Records provided ::
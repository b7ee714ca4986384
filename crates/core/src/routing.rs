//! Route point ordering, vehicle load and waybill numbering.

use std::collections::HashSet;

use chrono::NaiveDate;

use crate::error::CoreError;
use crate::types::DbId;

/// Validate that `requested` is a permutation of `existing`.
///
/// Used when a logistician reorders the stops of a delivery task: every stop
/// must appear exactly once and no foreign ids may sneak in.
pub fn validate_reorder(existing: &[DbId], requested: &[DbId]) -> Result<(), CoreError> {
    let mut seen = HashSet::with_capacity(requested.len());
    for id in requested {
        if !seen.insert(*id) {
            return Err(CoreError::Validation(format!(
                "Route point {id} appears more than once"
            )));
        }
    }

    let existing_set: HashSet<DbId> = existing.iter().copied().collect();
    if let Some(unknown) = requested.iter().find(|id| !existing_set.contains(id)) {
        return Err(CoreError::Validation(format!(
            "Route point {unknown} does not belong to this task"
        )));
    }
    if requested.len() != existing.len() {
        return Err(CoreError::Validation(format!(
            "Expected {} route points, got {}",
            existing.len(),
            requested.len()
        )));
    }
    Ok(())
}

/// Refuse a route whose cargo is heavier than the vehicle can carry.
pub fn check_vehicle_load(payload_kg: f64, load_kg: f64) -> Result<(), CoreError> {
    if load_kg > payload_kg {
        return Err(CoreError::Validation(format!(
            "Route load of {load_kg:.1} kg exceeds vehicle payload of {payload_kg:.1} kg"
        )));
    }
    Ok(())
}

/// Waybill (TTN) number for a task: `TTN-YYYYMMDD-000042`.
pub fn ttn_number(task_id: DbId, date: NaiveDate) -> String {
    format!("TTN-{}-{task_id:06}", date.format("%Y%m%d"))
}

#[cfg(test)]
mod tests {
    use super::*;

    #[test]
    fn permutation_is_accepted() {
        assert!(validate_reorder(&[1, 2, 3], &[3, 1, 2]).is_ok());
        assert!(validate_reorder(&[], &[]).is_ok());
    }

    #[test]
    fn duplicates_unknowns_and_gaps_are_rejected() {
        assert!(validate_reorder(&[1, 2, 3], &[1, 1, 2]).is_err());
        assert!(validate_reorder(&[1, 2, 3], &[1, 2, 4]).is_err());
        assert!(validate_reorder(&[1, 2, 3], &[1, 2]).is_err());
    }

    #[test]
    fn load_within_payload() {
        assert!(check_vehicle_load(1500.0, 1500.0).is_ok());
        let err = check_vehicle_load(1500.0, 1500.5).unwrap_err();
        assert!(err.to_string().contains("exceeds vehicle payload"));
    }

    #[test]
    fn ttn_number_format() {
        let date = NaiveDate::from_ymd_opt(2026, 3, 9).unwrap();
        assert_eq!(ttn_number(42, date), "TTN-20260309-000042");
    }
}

==

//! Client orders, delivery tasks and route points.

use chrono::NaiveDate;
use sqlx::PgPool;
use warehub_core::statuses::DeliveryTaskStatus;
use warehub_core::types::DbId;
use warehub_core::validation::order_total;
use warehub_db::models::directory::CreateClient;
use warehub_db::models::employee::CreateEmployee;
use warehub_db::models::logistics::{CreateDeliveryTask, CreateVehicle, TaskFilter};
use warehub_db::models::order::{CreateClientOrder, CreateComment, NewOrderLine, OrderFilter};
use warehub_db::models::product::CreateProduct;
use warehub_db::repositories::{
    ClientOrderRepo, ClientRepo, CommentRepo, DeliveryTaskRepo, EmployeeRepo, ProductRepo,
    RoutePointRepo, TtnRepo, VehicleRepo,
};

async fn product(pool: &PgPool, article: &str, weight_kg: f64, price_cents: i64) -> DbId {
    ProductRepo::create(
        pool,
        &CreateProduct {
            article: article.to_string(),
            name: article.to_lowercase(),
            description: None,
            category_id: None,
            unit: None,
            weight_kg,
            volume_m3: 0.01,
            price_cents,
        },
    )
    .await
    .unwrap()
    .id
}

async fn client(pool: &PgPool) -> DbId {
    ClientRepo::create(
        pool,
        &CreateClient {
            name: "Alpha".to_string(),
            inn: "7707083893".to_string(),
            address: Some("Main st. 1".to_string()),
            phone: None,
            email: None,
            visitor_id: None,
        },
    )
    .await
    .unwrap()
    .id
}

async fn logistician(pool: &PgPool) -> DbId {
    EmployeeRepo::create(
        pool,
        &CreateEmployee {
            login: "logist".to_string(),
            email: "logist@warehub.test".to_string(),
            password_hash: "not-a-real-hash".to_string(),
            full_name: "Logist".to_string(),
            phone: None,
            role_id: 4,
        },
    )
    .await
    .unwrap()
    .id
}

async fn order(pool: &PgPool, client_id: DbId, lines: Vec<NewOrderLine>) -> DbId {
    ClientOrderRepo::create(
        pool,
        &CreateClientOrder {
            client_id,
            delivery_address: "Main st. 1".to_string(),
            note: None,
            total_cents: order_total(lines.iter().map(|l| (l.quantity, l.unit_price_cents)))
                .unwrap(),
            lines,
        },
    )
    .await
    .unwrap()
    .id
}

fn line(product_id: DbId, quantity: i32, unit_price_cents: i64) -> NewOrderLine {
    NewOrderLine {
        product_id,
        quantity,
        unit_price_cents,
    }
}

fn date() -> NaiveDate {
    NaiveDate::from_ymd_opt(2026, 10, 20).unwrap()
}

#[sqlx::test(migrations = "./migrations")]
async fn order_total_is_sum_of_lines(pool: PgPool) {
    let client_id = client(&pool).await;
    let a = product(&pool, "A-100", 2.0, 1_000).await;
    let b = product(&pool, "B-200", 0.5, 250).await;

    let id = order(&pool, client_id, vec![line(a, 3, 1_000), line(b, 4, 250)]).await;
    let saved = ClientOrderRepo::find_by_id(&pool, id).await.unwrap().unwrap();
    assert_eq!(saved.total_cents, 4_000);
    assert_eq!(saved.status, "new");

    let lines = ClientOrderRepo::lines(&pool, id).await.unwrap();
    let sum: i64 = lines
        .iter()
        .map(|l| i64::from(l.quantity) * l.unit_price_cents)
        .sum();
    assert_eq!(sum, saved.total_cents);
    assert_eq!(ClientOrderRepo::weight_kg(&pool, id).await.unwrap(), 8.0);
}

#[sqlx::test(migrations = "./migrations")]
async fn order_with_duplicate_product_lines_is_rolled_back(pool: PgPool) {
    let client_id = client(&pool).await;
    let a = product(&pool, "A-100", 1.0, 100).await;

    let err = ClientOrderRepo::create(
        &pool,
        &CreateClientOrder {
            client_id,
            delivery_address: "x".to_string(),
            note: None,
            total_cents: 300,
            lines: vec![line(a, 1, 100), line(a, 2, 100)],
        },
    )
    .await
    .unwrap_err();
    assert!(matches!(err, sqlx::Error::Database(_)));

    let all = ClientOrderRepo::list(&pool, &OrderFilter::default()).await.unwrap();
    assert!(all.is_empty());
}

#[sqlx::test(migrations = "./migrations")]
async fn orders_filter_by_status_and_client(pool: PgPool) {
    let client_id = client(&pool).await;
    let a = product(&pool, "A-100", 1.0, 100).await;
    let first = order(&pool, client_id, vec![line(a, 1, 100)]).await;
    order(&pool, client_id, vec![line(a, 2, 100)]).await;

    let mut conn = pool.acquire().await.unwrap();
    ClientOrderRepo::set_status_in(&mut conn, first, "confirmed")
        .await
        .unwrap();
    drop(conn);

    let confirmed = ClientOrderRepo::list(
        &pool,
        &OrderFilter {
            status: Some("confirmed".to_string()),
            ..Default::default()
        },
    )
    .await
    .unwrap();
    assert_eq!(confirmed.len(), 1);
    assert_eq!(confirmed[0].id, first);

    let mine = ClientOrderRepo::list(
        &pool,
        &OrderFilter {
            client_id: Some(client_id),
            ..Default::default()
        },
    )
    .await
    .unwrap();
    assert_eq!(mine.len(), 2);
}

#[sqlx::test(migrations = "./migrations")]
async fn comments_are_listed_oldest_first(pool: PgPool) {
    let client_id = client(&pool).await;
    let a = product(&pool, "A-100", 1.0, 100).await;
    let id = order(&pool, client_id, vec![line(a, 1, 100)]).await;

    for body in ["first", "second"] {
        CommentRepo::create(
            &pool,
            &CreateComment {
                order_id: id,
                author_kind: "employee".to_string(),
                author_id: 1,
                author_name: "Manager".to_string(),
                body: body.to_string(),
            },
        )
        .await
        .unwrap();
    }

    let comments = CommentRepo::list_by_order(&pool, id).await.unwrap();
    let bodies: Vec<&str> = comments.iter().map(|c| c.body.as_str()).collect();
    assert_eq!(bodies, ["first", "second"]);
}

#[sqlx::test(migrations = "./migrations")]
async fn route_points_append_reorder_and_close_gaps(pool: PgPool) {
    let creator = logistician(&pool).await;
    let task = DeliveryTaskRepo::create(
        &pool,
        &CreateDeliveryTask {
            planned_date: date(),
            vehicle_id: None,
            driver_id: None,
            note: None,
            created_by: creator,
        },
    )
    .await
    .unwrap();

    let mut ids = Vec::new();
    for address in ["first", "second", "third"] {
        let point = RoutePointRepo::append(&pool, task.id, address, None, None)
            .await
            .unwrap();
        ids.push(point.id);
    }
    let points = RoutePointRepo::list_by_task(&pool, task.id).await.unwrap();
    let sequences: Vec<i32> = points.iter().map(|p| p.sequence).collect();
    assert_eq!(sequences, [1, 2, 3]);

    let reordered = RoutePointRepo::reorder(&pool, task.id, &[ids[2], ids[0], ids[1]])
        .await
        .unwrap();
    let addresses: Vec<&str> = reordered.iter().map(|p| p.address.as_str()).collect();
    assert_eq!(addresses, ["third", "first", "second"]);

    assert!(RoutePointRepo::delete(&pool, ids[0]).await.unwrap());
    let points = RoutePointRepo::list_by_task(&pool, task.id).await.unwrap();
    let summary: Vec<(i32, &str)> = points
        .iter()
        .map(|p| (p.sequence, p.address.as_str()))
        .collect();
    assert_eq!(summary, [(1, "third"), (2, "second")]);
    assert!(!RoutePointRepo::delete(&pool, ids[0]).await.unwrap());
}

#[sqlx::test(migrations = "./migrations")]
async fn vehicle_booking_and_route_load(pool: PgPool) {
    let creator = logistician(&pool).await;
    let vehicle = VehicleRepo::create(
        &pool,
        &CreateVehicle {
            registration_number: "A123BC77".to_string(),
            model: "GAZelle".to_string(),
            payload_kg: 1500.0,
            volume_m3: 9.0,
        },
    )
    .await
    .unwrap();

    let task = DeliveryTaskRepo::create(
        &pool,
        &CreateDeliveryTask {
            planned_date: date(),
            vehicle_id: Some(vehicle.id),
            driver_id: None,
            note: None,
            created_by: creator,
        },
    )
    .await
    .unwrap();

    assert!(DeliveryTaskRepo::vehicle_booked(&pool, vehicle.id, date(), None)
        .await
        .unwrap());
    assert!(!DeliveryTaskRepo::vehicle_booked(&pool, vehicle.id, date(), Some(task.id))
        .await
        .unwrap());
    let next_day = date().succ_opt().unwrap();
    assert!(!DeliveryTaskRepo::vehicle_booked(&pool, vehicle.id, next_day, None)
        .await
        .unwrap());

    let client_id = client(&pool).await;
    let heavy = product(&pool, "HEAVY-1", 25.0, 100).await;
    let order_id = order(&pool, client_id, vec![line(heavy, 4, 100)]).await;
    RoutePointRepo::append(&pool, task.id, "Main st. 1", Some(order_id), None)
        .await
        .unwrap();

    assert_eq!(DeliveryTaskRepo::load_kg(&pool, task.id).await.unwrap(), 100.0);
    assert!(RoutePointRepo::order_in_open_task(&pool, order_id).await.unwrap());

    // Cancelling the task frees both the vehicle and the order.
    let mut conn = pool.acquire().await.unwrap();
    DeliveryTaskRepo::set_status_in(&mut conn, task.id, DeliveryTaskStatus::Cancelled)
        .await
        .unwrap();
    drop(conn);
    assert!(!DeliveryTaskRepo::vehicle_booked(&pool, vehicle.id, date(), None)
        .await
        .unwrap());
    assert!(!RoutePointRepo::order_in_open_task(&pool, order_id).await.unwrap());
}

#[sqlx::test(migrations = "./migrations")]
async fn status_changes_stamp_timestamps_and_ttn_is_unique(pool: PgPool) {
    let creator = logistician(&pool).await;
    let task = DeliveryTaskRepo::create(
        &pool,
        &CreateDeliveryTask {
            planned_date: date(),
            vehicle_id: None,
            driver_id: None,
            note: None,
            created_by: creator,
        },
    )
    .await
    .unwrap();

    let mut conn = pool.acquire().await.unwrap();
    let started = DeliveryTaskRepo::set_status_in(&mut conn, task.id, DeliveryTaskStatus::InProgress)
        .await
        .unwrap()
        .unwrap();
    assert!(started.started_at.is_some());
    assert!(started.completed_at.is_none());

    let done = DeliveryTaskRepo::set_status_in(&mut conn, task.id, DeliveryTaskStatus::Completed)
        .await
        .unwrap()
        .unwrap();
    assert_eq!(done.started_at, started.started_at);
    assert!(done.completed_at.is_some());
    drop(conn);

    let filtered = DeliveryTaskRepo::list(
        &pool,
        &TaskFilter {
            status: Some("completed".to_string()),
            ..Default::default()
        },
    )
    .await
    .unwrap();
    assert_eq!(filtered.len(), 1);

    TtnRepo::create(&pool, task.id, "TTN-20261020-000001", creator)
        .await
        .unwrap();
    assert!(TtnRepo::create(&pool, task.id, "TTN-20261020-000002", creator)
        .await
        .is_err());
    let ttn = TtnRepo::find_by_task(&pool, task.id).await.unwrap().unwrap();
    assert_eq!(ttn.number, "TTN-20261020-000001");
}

Exercise details ::
All that is wanted is a faithful reproduction of the line above with "use warehub_db::models::employee::CreateEmployee;", the line with "f64, price_cents: i64)", and every line in between.

Answer box ::
use warehub_db::models::employee::CreateEmployee;
use warehub_db::models::logistics::{CreateDeliveryTask, CreateVehicle, TaskFilter};
use warehub_db::models::order::{CreateClientOrder, CreateComment, NewOrderLine, OrderFilter};
use warehub_db::models::product::CreateProduct;
use warehub_db::repositories::{
    ClientOrderRepo, ClientRepo, CommentRepo, DeliveryTaskRepo, EmployeeRepo, ProductRepo,
    RoutePointRepo, TtnRepo, VehicleRepo,
};

async fn product(pool: &PgPool, article: &str, weight_kg: f64, price_cents: i64) -> DbId {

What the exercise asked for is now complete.